What you have to do — Write the records out again, exactly.

##### Record extracts #####

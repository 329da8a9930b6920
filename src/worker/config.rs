//! Per-worker configuration bundle

use crate::config::ControllerConfig;
use crate::partition::{slice_list, slice_range, IdRange};
use crate::proxy::ProxyEndpoint;
use serde::{Deserialize, Serialize};

/// Everything a worker needs to run its share of the scan
///
/// Built once per worker before launch and moved into it; serialized as JSON
/// when the worker is an external process.
#[derive(Debug, Clone, PartialEq, Serialize, Deserialize)]
pub struct WorkerConfig {
    pub index: usize,
    pub name: String,
    pub thread_count: usize,
    pub proxies: Vec<ProxyEndpoint>,
    /// One sub-range per configured range, in configuration order
    pub ranges: Vec<IdRange>,
    pub cut_off: Option<u64>,
    pub chunk_size: u64,
    pub webhook_url: Option<String>,
    pub timeout_secs: f64,
}

impl WorkerConfig {
    /// Slice the shared inputs for worker `index`
    pub fn for_index(config: &ControllerConfig, proxies: &[ProxyEndpoint], index: usize) -> Self {
        Self {
            index,
            name: worker_name(index),
            thread_count: config.threads,
            proxies: slice_list(proxies, index, config.workers).to_vec(),
            ranges: config
                .range
                .iter()
                .map(|range| slice_range(range, index, config.workers))
                .collect(),
            cut_off: config.cut_off,
            chunk_size: config.chunk_size,
            webhook_url: config.webhook_url.clone(),
            timeout_secs: config.timeout.as_secs_f64(),
        }
    }

    /// Total number of ids this worker is responsible for
    pub fn id_count(&self) -> u64 {
        self.ranges.iter().map(IdRange::len).sum()
    }
}

pub fn worker_name(index: usize) -> String {
    format!("Worker-{index}")
}

#[cfg(test)]
mod tests {
    use super::*;
    use std::time::Duration;

    fn proxies(n: usize) -> Vec<ProxyEndpoint> {
        (0..n).map(|i| ProxyEndpoint::new(format!("10.0.0.{i}"), 8080)).collect()
    }

    #[test]
    fn test_bundle_carries_pass_through_settings() {
        let config = ControllerConfig::new()
            .with_workers(2)
            .with_threads(16)
            .with_cut_off(42)
            .with_chunk_size(7)
            .with_webhook_url("http://hook".to_string())
            .with_timeout(Duration::from_millis(2500));

        let bundle = WorkerConfig::for_index(&config, &proxies(4), 1);
        assert_eq!(bundle.name, "Worker-1");
        assert_eq!(bundle.thread_count, 16);
        assert_eq!(bundle.cut_off, Some(42));
        assert_eq!(bundle.chunk_size, 7);
        assert_eq!(bundle.webhook_url.as_deref(), Some("http://hook"));
        assert_eq!(bundle.timeout_secs, 2.5);
        assert_eq!(bundle.proxies, proxies(4)[2..].to_vec());
    }

    #[test]
    fn test_bundle_has_one_sub_range_per_range() {
        let config = ControllerConfig::new().with_workers(3).with_ranges(vec![
            IdRange::new(0, 30).unwrap(),
            IdRange::new(100, 103).unwrap(),
            IdRange::new(7, 7).unwrap(),
        ]);

        let bundles: Vec<_> = (0..3).map(|i| WorkerConfig::for_index(&config, &[], i)).collect();
        for bundle in &bundles {
            assert_eq!(bundle.ranges.len(), 3);
            assert!(bundle.proxies.is_empty());
        }
        assert_eq!(bundles[2].ranges[0], IdRange { start: 20, end: 30 });
        assert_eq!(bundles[1].ranges[1], IdRange { start: 101, end: 102 });
        let total: u64 = bundles.iter().map(WorkerConfig::id_count).sum();
        assert_eq!(total, 33);
    }

    #[test]
    fn test_bundle_json_shape() {
        let config = ControllerConfig::new().with_workers(1);
        let bundle = WorkerConfig::for_index(&config, &proxies(1), 0);
        let json = serde_json::to_value(&bundle).unwrap();

        assert_eq!(json["name"], "Worker-0");
        assert_eq!(json["proxies"][0]["host"], "10.0.0.0");
        assert_eq!(json["timeout_secs"], 10.0);
        let back: WorkerConfig = serde_json::from_value(json).unwrap();
        assert_eq!(back, bundle);
    }
}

#####

Answer section —
repository 329da8a9930b6920
filename src/worker/config.rs
//! Per-worker configuration bundle

use crate::config::ControllerConfig;
use crate::partition::{slice_list, slice_range, IdRange};
use crate::proxy::ProxyEndpoint;
use serde::{Deserialize, Serialize};

/// Everything a worker needs to run its share of the scan
///
/// Built once per worker before launch and moved into it; serialized as JSON
/// when the worker is an external process.
#[derive(Debug, Clone, PartialEq, Serialize, Deserialize)]
pub struct WorkerConfig {
    pub index: usize,
    pub name: String,
    pub thread_count: usize,
    pub proxies: Vec<ProxyEndpoint>,
    /// One sub-range per configured range, in configuration order
    pub ranges: Vec<IdRange>,
    pub cut_off: Option<u64>,
    pub chunk_size: u64,
    pub webhook_url: Option<String>,
    pub timeout_secs: f64,
}

impl WorkerConfig {
    /// Slice the shared inputs for worker `index`
    pub fn for_index(config: &ControllerConfig, proxies: &[ProxyEndpoint], index: usize) -> Self {
        Self {
            index,
            name: worker_name(index),
            thread_count: config.threads,
            proxies: slice_list(proxies, index, config.workers).to_vec(),
            ranges: config
                .range
                .iter()
                .map(|range| slice_range(range, index, config.workers))
                .collect(),
            cut_off: config.cut_off,
            chunk_size: config.chunk_size,
            webhook_url: config.webhook_url.clone(),
            timeout_secs: config.timeout.as_secs_f64(),
        }
    }

    /// Total number of ids this worker is responsible for
    pub fn id_count(&self) -> u64 {
        self.ranges.iter().map(IdRange::len).sum()
    }
}

pub fn worker_name(index: usize) -> String {
    format!("Worker-{index}")
}

#[cfg(test)]
mod tests {
    use super::*;
    use std::time::Duration;

    fn proxies(n: usize) -> Vec<ProxyEndpoint> {
        (0..n).map(|i| ProxyEndpoint::new(format!("10.0.0.{i}"), 8080)).collect()
    }

    #[test]
    fn test_bundle_carries_pass_through_settings() {
        let config = ControllerConfig::new()
            .with_workers(2)
            .with_threads(16)
            .with_cut_off(42)
            .with_chunk_size(7)
            .with_webhook_url("http://hook".to_string())
            .with_timeout(Duration::from_millis(2500));

        let bundle = WorkerConfig::for_index(&config, &proxies(4), 1);
        assert_eq!(bundle.name, "Worker-1");
        assert_eq!(bundle.thread_count, 16);
        assert_eq!(bundle.cut_off, Some(42));
        assert_eq!(bundle.chunk_size, 7);
        assert_eq!(bundle.webhook_url.as_deref(), Some("http://hook"));
        assert_eq!(bundle.timeout_secs, 2.5);
        assert_eq!(bundle.proxies, proxies(4)[2..].to_vec());
    }

    #[test]
    fn test_bundle_has_one_sub_range_per_range() {
        let config = ControllerConfig::new().with_workers(3).with_ranges(vec![
            IdRange::new(0, 30).unwrap(),
            IdRange::new(100, 103).unwrap(),
            IdRange::new(7, 7).unwrap(),
        ]);

        let bundles: Vec<_> = (0..3).map(|i| WorkerConfig::for_index(&config, &[], i)).collect();
        for bundle in &bundles {
            assert_eq!(bundle.ranges.len(), 3);
            assert!(bundle.proxies.is_empty());
        }
        assert_eq!(bundles[2].ranges[0], IdRange { start: 20, end: 30 });
        assert_eq!(bundles[1].ranges[1], IdRange { start: 101, end: 102 });
        let total: u64 = bundles.iter().map(WorkerConfig::id_count).sum();
        assert_eq!(total, 33);
    }

    #[test]
    fn test_bundle_json_shape() {
        let config = ControllerConfig::new().with_workers(1);
        let bundle = WorkerConfig::for_index(&config, &proxies(1), 0);
        let json = serde_json::to_value(&bundle).unwrap();

        assert_eq!(json["name"], "Worker-0");
        assert_eq!(json["proxies"][0]["host"], "10.0.0.0");
        assert_eq!(json["timeout_secs"], 10.0);
        let back: WorkerConfig = serde_json::from_value(json).unwrap();
        assert_eq!(back, bundle);
    }
}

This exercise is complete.